Your goal.
In the records below, some lines hold the word "axum". Copy each of those lines.

Collected data:
####

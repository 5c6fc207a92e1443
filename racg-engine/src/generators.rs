use crate::automaton::{Automaton, AutomatonBuilder, Parity, StateLabel};
use crate::composition::{intersection, parity_machine};
use crate::error::Result;
use crate::presentation::Presentation;
use crate::ray::Ray;
use crate::types::{Letter, LetterSet};
use std::collections::{BTreeSet, HashSet, VecDeque};
use tracing::{debug, info};

/// Breadth-first construction shared by every generator.
///
/// Labels are letter sets naming the letters forbidden next. From each label,
/// every candidate letter outside it gets a transition to `step(label, letter)`.
/// All states are final since the languages are prefix-closed.
fn explore<F>(
    machine: &'static str,
    initial: LetterSet,
    candidates: &LetterSet,
    step: F,
) -> Result<Automaton<Letter>>
where
    F: Fn(&LetterSet, Letter) -> LetterSet,
{
    let mut builder = AutomatonBuilder::new(StateLabel::Letters(initial.clone()), true);
    let mut frontier = VecDeque::from([initial.clone()]);
    let mut discovered: HashSet<LetterSet> = HashSet::from([initial]);

    while let Some(label) = frontier.pop_front() {
        let source = StateLabel::Letters(label.clone());
        for letter in candidates.iter().filter(|letter| !label.contains(*letter)) {
            let next = step(&label, letter);
            if discovered.insert(next.clone()) {
                builder.add_state(StateLabel::Letters(next.clone()), true);
                frontier.push_back(next.clone());
            }
            builder.add_transition(source.clone(), letter, StateLabel::Letters(next))?;
        }
    }

    let automaton = builder.build();
    debug!(
        machine,
        states = automaton.state_count(),
        transitions = automaton.transition_count(),
        "machine constructed"
    );
    Ok(automaton)
}

/// Resolves an optional restricted alphabet against the presentation.
fn restriction<'a>(presentation: &'a Presentation, restricted: Option<&'a LetterSet>) -> Result<&'a LetterSet> {
    match restricted {
        Some(subset) => {
            presentation.check_subset(subset, "restricted alphabet")?;
            Ok(subset)
        }
        None => Ok(presentation.alphabet()),
    }
}

/// Accepts exactly the words that cannot be rearranged, using commutations,
/// to begin with a letter of `excluded`.
///
/// A state is the part of `excluded` that could still be moved to the front.
/// Reading `l` keeps only the excluded letters commuting with `l`.
///
/// # Errors
/// `MalformedInput` if `excluded` is not contained in the alphabet.
pub fn first_letter_excluder(presentation: &Presentation, excluded: &LetterSet) -> Result<Automaton<Letter>> {
    presentation.check_subset(excluded, "excluded set")?;
    if excluded == presentation.alphabet() {
        info!(excluded = %excluded, "every letter excluded, accepting only the empty word");
        return Ok(Automaton::empty_word());
    }

    explore(
        "first_letter_excluder",
        excluded.clone(),
        presentation.alphabet(),
        |label, letter| label.intersection(presentation.commute(letter)),
    )
}

/// Accepts the ShortLex normal forms of the elements spelled with letters of
/// `restricted` (the whole alphabet when `None`).
///
/// A state is the set of letters that may not come next: the last letter,
/// the earlier letters it commutes with, and the smaller letters it commutes
/// with, since any of these could be shuffled leftwards to a smaller word.
///
/// # Example
/// ```
/// use racg_engine::{shortlex_machine, Letter, Presentation};
///
/// let pentagon = Presentation::from_edges(
///     "abcde",
///     &[('a', 'b'), ('b', 'c'), ('c', 'd'), ('d', 'e'), ('e', 'a')],
/// )
/// .unwrap();
/// let machine = shortlex_machine(&pentagon, None).unwrap();
/// assert!(machine.accepts([Letter('a'), Letter('b')]));
/// assert!(!machine.accepts([Letter('b'), Letter('a')]));
/// ```
pub fn shortlex_machine(presentation: &Presentation, restricted: Option<&LetterSet>) -> Result<Automaton<Letter>> {
    let restricted = restriction(presentation, restricted)?;
    if restricted.is_empty() {
        info!("empty restricted alphabet, accepting only the empty word");
        return Ok(Automaton::empty_word());
    }

    explore("shortlex_machine", LetterSet::new(), restricted, |label, letter| {
        label
            .intersection(presentation.commute(letter))
            .union(&presentation.lesser_star(letter).intersection(restricted))
            .with(letter)
    })
}

/// Accepts the geodesic words over `restricted` (the whole alphabet when
/// `None`): those in which no letter can be shuffled next to an equal one.
pub fn geodesic_machine(presentation: &Presentation, restricted: Option<&LetterSet>) -> Result<Automaton<Letter>> {
    let restricted = restriction(presentation, restricted)?;
    if restricted.is_empty() {
        info!("empty restricted alphabet, accepting only the empty word");
        return Ok(Automaton::empty_word());
    }

    explore("geodesic_machine", LetterSet::new(), restricted, |label, letter| {
        label.intersection(presentation.commute(letter)).with(letter)
    })
}

/// ShortLex words that cannot be rearranged to start with a ray letter.
pub fn shortlex_suffix_machine(presentation: &Presentation, ray: &Ray) -> Result<Automaton<Letter>> {
    ray.validate(presentation)?;
    intersection(
        &shortlex_machine(presentation, None)?,
        &first_letter_excluder(presentation, &ray.letters())?,
    )
}

/// Geodesic words that cannot be rearranged to start with a ray letter.
pub fn geodesic_suffix_machine(presentation: &Presentation, ray: &Ray) -> Result<Automaton<Letter>> {
    ray.validate(presentation)?;
    intersection(
        &geodesic_machine(presentation, None)?,
        &first_letter_excluder(presentation, &ray.letters())?,
    )
}

/// Accepts every word over the alphabet whose length has the given parity.
///
/// # Errors
/// `EmptyLanguage` for odd lengths over an empty alphabet.
pub fn length_parity_machine(presentation: &Presentation, parity: Parity) -> Result<Automaton<Letter>> {
    let alphabet: BTreeSet<Letter> = presentation.alphabet().iter().collect();
    parity_machine(&alphabet, parity == Parity::Even, parity == Parity::Odd)
}

#[cfg(test)]
mod tests {
    use super::*;
    use crate::error::AutomatonError;

    fn pentagon() -> Presentation {
        Presentation::from_edges(
            "abcde",
            &[('a', 'b'), ('b', 'c'), ('c', 'd'), ('d', 'e'), ('e', 'a')],
        )
        .unwrap()
    }

    fn word(symbols: &str) -> Vec<Letter> {
        symbols.chars().map(Letter).collect()
    }

    fn words(automaton: &Automaton<Letter>, max_len: usize) -> Vec<String> {
        automaton
            .accepted_words(max_len)
            .into_iter()
            .map(|word| word.into_iter().map(|l| l.as_char()).collect())
            .collect()
    }

    fn counts_by_length(automaton: &Automaton<Letter>, max_len: usize) -> Vec<usize> {
        let mut counts = vec![0; max_len + 1];
        for word in automaton.accepted_words(max_len) {
            counts[word.len()] += 1;
        }
        counts
    }

    #[test]
    fn test_pentagon_sizes() {
        let p = pentagon();
        let shortlex = shortlex_machine(&p, None).unwrap();
        assert_eq!((shortlex.state_count(), shortlex.transition_count()), (8, 24));
        let geodesic = geodesic_machine(&p, None).unwrap();
        assert_eq!((geodesic.state_count(), geodesic.transition_count()), (11, 40));
    }

    #[test]
    fn test_restricted_sizes() {
        let p = pentagon();
        let abc = LetterSet::from_chars("abc");
        let shortlex = shortlex_machine(&p, Some(&abc)).unwrap();
        assert_eq!((shortlex.state_count(), shortlex.transition_count()), (4, 7));
        let geodesic = geodesic_machine(&p, Some(&abc)).unwrap();
        assert_eq!((geodesic.state_count(), geodesic.transition_count()), (6, 11));
    }

    #[test]
    fn test_restricted_shortlex_words() {
        let p = pentagon();
        let machine = shortlex_machine(&p, Some(&LetterSet::from_chars("abc"))).unwrap();
        assert_eq!(
            words(&machine, 3),
            vec!["", "a", "b", "c", "ab", "ac", "bc", "ca", "abc", "aca", "bca", "cac"]
        );
    }

    #[test]
    fn test_pentagon_growth_series() {
        let p = pentagon();
        let shortlex = shortlex_machine(&p, None).unwrap();
        assert_eq!(counts_by_length(&shortlex, 6), vec![1, 5, 15, 40, 105, 275, 720]);
        let geodesic = geodesic_machine(&p, None).unwrap();
        assert_eq!(counts_by_length(&geodesic, 4), vec![1, 5, 20, 70, 240]);
    }

    #[test]
    fn test_geodesic_scenario() {
        let machine = geodesic_machine(&pentagon(), None).unwrap();
        assert!(machine.accepts(word("a")));
        assert!(machine.accepts(word("ac")));
        // `bab` shuffles to `abb`.
        assert!(!machine.accepts(word("bab")));
        assert!(machine.accepts(word("ba")));
        assert!(machine.accepts(word("ab")));
    }

    #[test]
    fn test_excluder() {
        let p = pentagon();
        let machine = first_letter_excluder(&p, &LetterSet::from_chars("d")).unwrap();
        assert_eq!((machine.state_count(), machine.transition_count()), (2, 9));

        let machine = first_letter_excluder(&p, &LetterSet::from_chars("ac")).unwrap();
        assert_eq!(
            words(&machine, 2),
            vec!["", "b", "d", "e", "bb", "bd", "be", "da", "db", "dd", "de", "eb", "ec", "ed", "ee"]
        );
    }

    #[test]
    fn test_excluder_extremes() {
        let p = pentagon();
        let nothing = first_letter_excluder(&p, &LetterSet::new()).unwrap();
        assert_eq!(nothing.state_count(), 1);
        assert!(nothing.accepts(word("aabbcceedd")));

        let everything = first_letter_excluder(&p, p.alphabet()).unwrap();
        assert!(everything.is_empty_word_automaton());
        assert!(everything.accepts(word("")));
        assert!(!everything.accepts(word("a")));
    }

    #[test]
    fn test_empty_restriction() {
        let p = pentagon();
        let machine = shortlex_machine(&p, Some(&LetterSet::new())).unwrap();
        assert!(machine.is_empty_word_automaton());
        let machine = geodesic_machine(&p, Some(&LetterSet::new())).unwrap();
        assert!(machine.is_empty_word_automaton());
    }

    #[test]
    fn test_restriction_outside_alphabet() {
        let p = pentagon();
        let err = shortlex_machine(&p, Some(&LetterSet::from_chars("az"))).unwrap_err();
        assert!(matches!(err, AutomatonError::MalformedInput(_)));
        assert!(geodesic_machine(&p, Some(&LetterSet::from_chars("q"))).is_err());
        assert!(first_letter_excluder(&p, &LetterSet::from_chars("q")).is_err());
    }

    #[test]
    fn test_suffix_machines() {
        let p = pentagon();
        let ray = Ray::new(&p, Letter('a'), Letter('c')).unwrap();
        let shortlex = shortlex_suffix_machine(&p, &ray).unwrap();
        assert_eq!((shortlex.state_count(), shortlex.transition_count()), (13, 34));
        assert_eq!(
            words(&shortlex, 2),
            vec!["", "b", "d", "e", "bd", "be", "da", "db", "de", "eb", "ec"]
        );
        let geodesic = geodesic_suffix_machine(&p, &ray).unwrap();
        assert_eq!((geodesic.state_count(), geodesic.transition_count()), (16, 52));
    }

    #[test]
    fn test_suffix_machine_checks_ray() {
        let p = pentagon();
        let other = Presentation::from_edges("ab", &[]).unwrap();
        let ray = Ray::new(&other, Letter('a'), Letter('b')).unwrap();
        // `a` and `b` commute in the pentagon.
        assert!(shortlex_suffix_machine(&p, &ray).is_err());
    }

    #[test]
    fn test_length_parity_machine() {
        let p = pentagon();
        let odd = length_parity_machine(&p, Parity::Odd).unwrap();
        assert!(odd.accepts(word("abe")));
        assert!(!odd.accepts(word("")));
        let even = length_parity_machine(&p, Parity::Even).unwrap();
        assert!(even.accepts(word("")));
        assert!(even.accepts(word("aa")));
        assert_eq!(even.transition_count(), 10);
    }

    #[test]
    fn test_length_parity_over_empty_alphabet() {
        let p = Presentation::from_edges("", &[]).unwrap();
        assert!(length_parity_machine(&p, Parity::Even).unwrap().is_empty_word_automaton());
        assert_eq!(
            length_parity_machine(&p, Parity::Odd).unwrap_err(),
            AutomatonError::EmptyLanguage
        );
    }
}
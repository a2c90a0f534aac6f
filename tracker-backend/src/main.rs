use std::{process::ExitCode, sync::Arc};

use clap::Parser;
use tracker_backend::{build_app, AppState};
use tracker_shared::AddrInfo;

use tokio::sync::RwLock;
use tracing::{error, info};
use tracing_subscriber::{layer::SubscriberExt, util::SubscriberInitExt};

#[tokio::main]
async fn main() -> ExitCode {
    let cli = tracker_backend::cli::CliOpts::parse();

    let my_filter = match cli.debug {
        true => "tracker_backend=debug,issue_tracker=debug,tower_http=debug",
        false => "tracker_backend=info,issue_tracker=info,tower_http=info",
    };
    tracing_subscriber::registry()
        .with(
            tracing_subscriber::EnvFilter::try_from_default_env()
                .unwrap_or_else(|_| my_filter.into()),
        )
        .with(tracing_subscriber::fmt::layer())
        .init();

    let addrinfo = match AddrInfo::from_env() {
        Ok(val) => val,
        Err(err) => {
            error!("Invalid listen configuration: {}", err);
            return ExitCode::FAILURE;
        }
    };

    let appstate = match AppState::new(&cli).await {
        Ok(state) => state,
        Err(err) => {
            error!("Failed to initialize application state: {}", err);
            return ExitCode::FAILURE;
        }
    };
    let shared_state = Arc::new(RwLock::new(appstate));

    let app = build_app(&shared_state);

    let listener = match tokio::net::TcpListener::bind(&addrinfo.as_addr()).await {
        Ok(val) => {
            info!("Listening on {}", addrinfo.as_url());
            val
        }
        Err(err) => {
            error!("Failed to bind to {}: {:?}", addrinfo.as_url(), err);
            return ExitCode::FAILURE;
        }
    };
    if let Err(err) = axum::serve(listener, app).await {
        error!("Server error: {:?}", err);
        return ExitCode::FAILURE;
    }
    ExitCode::SUCCESS
}
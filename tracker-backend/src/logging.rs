//! Per-request tracing spans
//!

use std::time::Duration;

use axum::{
    http::{header::CONTENT_LENGTH, HeaderName},
    response::Response,
};
use tower_http::{
    classify::{ServerErrorsAsFailures, SharedClassifier},
    trace::{OnRequest, OnResponse, TraceLayer},
};
use tracing::{trace, Span};

/// Builds request spans tagged with the caller identity, when there is one.
#[derive(Clone)]
pub(crate) struct TrackerSpanner {
    user_header: HeaderName,
}

impl<B> tower_http::trace::MakeSpan<B> for TrackerSpanner {
    fn make_span(&mut self, request: &axum::http::Request<B>) -> Span {
        let user = request
            .headers()
            .get(&self.user_header)
            .and_then(|v| v.to_str().ok())
            .unwrap_or("-");
        tracing::info_span!(
            "request",
            method = %request.method(),
            uri = %request.uri(),
            user = %user,
            status = tracing::field::Empty,
            latency_ms = tracing::field::Empty,
            bytes = tracing::field::Empty
        )
    }
}

impl<B> OnRequest<B> for TrackerSpanner {
    fn on_request(&mut self, _request: &axum::http::Request<B>, _span: &Span) {
        trace!("request received");
    }
}

impl<B> OnResponse<B> for TrackerSpanner {
    fn on_response(self, response: &Response<B>, latency: Duration, span: &Span) {
        span.record("status", response.status().as_u16());
        span.record("latency_ms", latency.as_millis() as u64);
        if let Some(content_length) = response
            .headers()
            .get(CONTENT_LENGTH)
            .and_then(|v| v.to_str().ok())
            .and_then(|s| s.parse::<u64>().ok())
        {
            span.record("bytes", content_length);
        }
        if response.status().is_server_error() {
            tracing::event!(tracing::Level::WARN, "response sent");
        } else {
            tracing::event!(tracing::Level::INFO, "response sent");
        }
    }
}

pub(crate) fn logging_layer(
    user_header: HeaderName,
) -> TraceLayer<SharedClassifier<ServerErrorsAsFailures>, TrackerSpanner, TrackerSpanner, TrackerSpanner>
{
    let spanner = TrackerSpanner { user_header };
    TraceLayer::new_for_http()
        .on_request(spanner.clone())
        .make_span_with(spanner.clone())
        .on_response(spanner)
}
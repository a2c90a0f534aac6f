use thiserror::Error;

#[derive(Debug, Error)]
pub enum TrackerError {
    #[error("configuration error: {0}")]
    Configuration(String),
    #[error("\"{value}\" is not a valid choice for {field}")]
    InvalidChoice { field: &'static str, value: String },
    #[error("database error: {0}")]
    DatabaseError(String),
}

impl From<sea_orm::DbErr> for TrackerError {
    fn from(err: sea_orm::DbErr) -> Self {
        TrackerError::DatabaseError(err.to_string())
    }
}
//! Caller identity, as supplied by the authentication layer in front of us
//!

use axum::extract::FromRequestParts;
use axum::http::request::Parts;
use tracing::debug;

use crate::error::WebError;
use crate::SharedState;

pub const DEFAULT_USER_HEADER: &str = "x-remote-user";

/// The authenticated caller.
///
/// The upstream proxy authenticates the request and forwards the identity in a
/// trusted header (see `--user-header`). Handlers taking this extractor reject
/// anonymous requests with 401 before touching the database.
#[derive(Clone, Debug, PartialEq, Eq)]
pub struct CurrentUser(pub String);

impl CurrentUser {
    pub fn identity(&self) -> &str {
        &self.0
    }
}

impl FromRequestParts<SharedState> for CurrentUser {
    type Rejection = WebError;

    async fn from_request_parts(
        parts: &mut Parts,
        state: &SharedState,
    ) -> Result<Self, Self::Rejection> {
        let header = state.read().await.user_header.clone();

        let identity = parts
            .headers
            .get(&header)
            .and_then(|value| value.to_str().ok())
            .map(str::trim)
            .filter(|value| !value.is_empty())
            .ok_or_else(|| {
                debug!("Rejecting request without {} header", header);
                WebError::unauthorized("Authentication credentials were not provided.")
            })?;

        Ok(CurrentUser(identity.to_string()))
    }
}
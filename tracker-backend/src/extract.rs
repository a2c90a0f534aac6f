//! Request extractors and body validation
//!

use axum::extract::{FromRequest, FromRequestParts, Path, Request};
use axum::http::request::Parts;
use axum::Json;
use serde::de::DeserializeOwned;
use serde::{Deserialize, Deserializer};
use serde_json::{Map, Value};
use tracing::debug;
use validator::{Validate, ValidationErrors};

use crate::error::{FieldErrors, WebError};

pub(crate) const REQUIRED: &str = "This field is required.";

/// JSON object request body. Malformed JSON is a plain 400, fields of the
/// wrong type are reported per field.
pub struct Payload<T>(pub T);

impl<S, T> FromRequest<S> for Payload<T>
where
    S: Send + Sync,
    T: DeserializeOwned + Send,
{
    type Rejection = WebError;

    async fn from_request(req: Request, state: &S) -> Result<Self, Self::Rejection> {
        let Json(value) = Json::<Value>::from_request(req, state).await?;
        let object = match &value {
            Value::Object(object) => object,
            other => {
                debug!("Rejecting non-object body: {}", other);
                return Err(WebError::bad_request("Invalid data. Expected a JSON object."));
            }
        };

        match T::deserialize(&value) {
            Ok(payload) => Ok(Payload(payload)),
            Err(err) => Err(WebError::validation(type_errors::<T>(object, &err))),
        }
    }
}

/// Works out which fields stopped `T` deserializing by trying each on its own.
fn type_errors<T: DeserializeOwned>(
    object: &Map<String, Value>,
    err: &serde_json::Error,
) -> FieldErrors {
    let mut fields = FieldErrors::new();
    for (name, value) in object {
        let single: Map<String, Value> = [(name.clone(), value.clone())].into_iter().collect();
        if let Err(field_err) = T::deserialize(&Value::Object(single)) {
            fields.insert(name.clone(), vec![format!("Incorrect type. {}", field_err)]);
        }
    }
    if fields.is_empty() {
        fields.insert("non_field_errors".to_string(), vec![err.to_string()]);
    }
    fields
}

/// Deserializes an optional string with surrounding whitespace removed.
pub(crate) fn trimmed<'de, D>(deserializer: D) -> Result<Option<String>, D::Error>
where
    D: Deserializer<'de>,
{
    Ok(Option::<String>::deserialize(deserializer)?.map(|val| val.trim().to_string()))
}

/// Query string whose rejections render as a [`WebError`].
#[derive(FromRequestParts)]
#[from_request(via(axum::extract::Query), rejection(WebError))]
pub struct QueryParams<T>(pub T);

/// Numeric record id from the path. Anything unparseable is a 404, the same
/// as an id that doesn't exist.
pub struct RecordId(pub i32);

impl<S: Send + Sync> FromRequestParts<S> for RecordId {
    type Rejection = WebError;

    async fn from_request_parts(parts: &mut Parts, state: &S) -> Result<Self, Self::Rejection> {
        let Path(id) = Path::<i32>::from_request_parts(parts, state).await?;
        Ok(RecordId(id))
    }
}

/// Flattens validator output into per-field messages.
pub(crate) fn field_errors(errors: &ValidationErrors) -> FieldErrors {
    errors
        .field_errors()
        .into_iter()
        .map(|(field, errs)| {
            let messages = errs
                .iter()
                .map(|err| match &err.message {
                    Some(message) => message.to_string(),
                    None => err.code.to_string(),
                })
                .collect();
            (field.to_string(), messages)
        })
        .collect()
}

/// A client write body. Read-only fields are absent from implementors, so
/// serde drops them if a client sends them.
pub(crate) trait WritePayload: Validate {
    /// Required fields that were not supplied.
    fn missing_required(&self) -> Vec<&'static str>;

    /// Checks that need more than field-local validator rules.
    fn extra_checks(&self, _fields: &mut FieldErrors) {}

    /// Validates the body. `partial` skips the required-field check (PATCH).
    fn check(&self, partial: bool) -> Result<(), WebError> {
        let mut fields = match self.validate() {
            Ok(()) => FieldErrors::new(),
            Err(errors) => field_errors(&errors),
        };
        if !partial {
            for field in self.missing_required() {
                fields
                    .entry(field.to_string())
                    .or_default()
                    .push(REQUIRED.to_string());
            }
        }
        self.extra_checks(&mut fields);

        if fields.is_empty() {
            Ok(())
        } else {
            Err(WebError::validation(fields))
        }
    }
}
use std::path::PathBuf;
use std::str::FromStr;
use std::time::Duration;

use sea_orm::{DatabaseConnection, DbErr, SqlxSqliteConnector};
use sea_orm_migration::MigratorTrait;
use sqlx::sqlite::{SqliteConnectOptions, SqlitePoolOptions};
use sqlx::ConnectOptions;
use thiserror::Error;
use tracing::{debug, info};

use crate::migration::Migrator;

/// Queries slower than this get logged at WARN.
const SLOW_QUERY_MS: u64 = 500;

#[derive(Debug, Error)]
pub enum DBError {
    #[error("sqlx error: {0}")]
    SqlxError(#[from] sqlx::Error),
    #[error("database error: {0}")]
    DbErr(#[from] DbErr),
}

/// Opens the database at `db_path`, creating it if needed, and runs migrations.
pub async fn new(db_path: &PathBuf) -> Result<DatabaseConnection, DBError> {
    start_db(Some(db_path)).await
}

/// Opens a database, in-memory when no path is given.
pub async fn start_db(db_path: Option<&PathBuf>) -> Result<DatabaseConnection, DBError> {
    let (options, max_connections) = match db_path {
        Some(path) => {
            debug!("Opening Database: {}", path.display());
            (
                SqliteConnectOptions::new()
                    .filename(path)
                    .create_if_missing(true),
                8,
            )
        }
        None => {
            debug!("Opening in-memory Database");
            // the in-memory database lives exactly as long as this one connection
            (SqliteConnectOptions::from_str("sqlite::memory:")?, 1)
        }
    };

    let options = options
        .foreign_keys(true)
        .log_statements(log::LevelFilter::Trace)
        .log_slow_statements(
            log::LevelFilter::Warn,
            Duration::from_millis(SLOW_QUERY_MS),
        );

    let pool = SqlitePoolOptions::new()
        .min_connections(1)
        .max_connections(max_connections)
        .idle_timeout(None::<Duration>)
        .max_lifetime(None::<Duration>)
        .connect_with(options)
        .await?;

    let conn = SqlxSqliteConnector::from_sqlx_sqlite_pool(pool);

    Migrator::up(&conn, None).await?;
    info!("Database migrations complete");

    Ok(conn)
}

####

Solution for this exercise.
    if let Err(err) = axum::serve(listener, app).await {
use axum::{
    fn make_span(&mut self, request: &axum::http::Request<B>) -> Span {
    fn on_request(&mut self, _request: &axum::http::Request<B>, _span: &Span) {
use axum::extract::FromRequestParts;
use axum::http::request::Parts;
use axum::extract::{FromRequest, FromRequestParts, Path, Request};
use axum::http::request::Parts;
use axum::Json;
#[from_request(via(axum::extract::Query), rejection(WebError))]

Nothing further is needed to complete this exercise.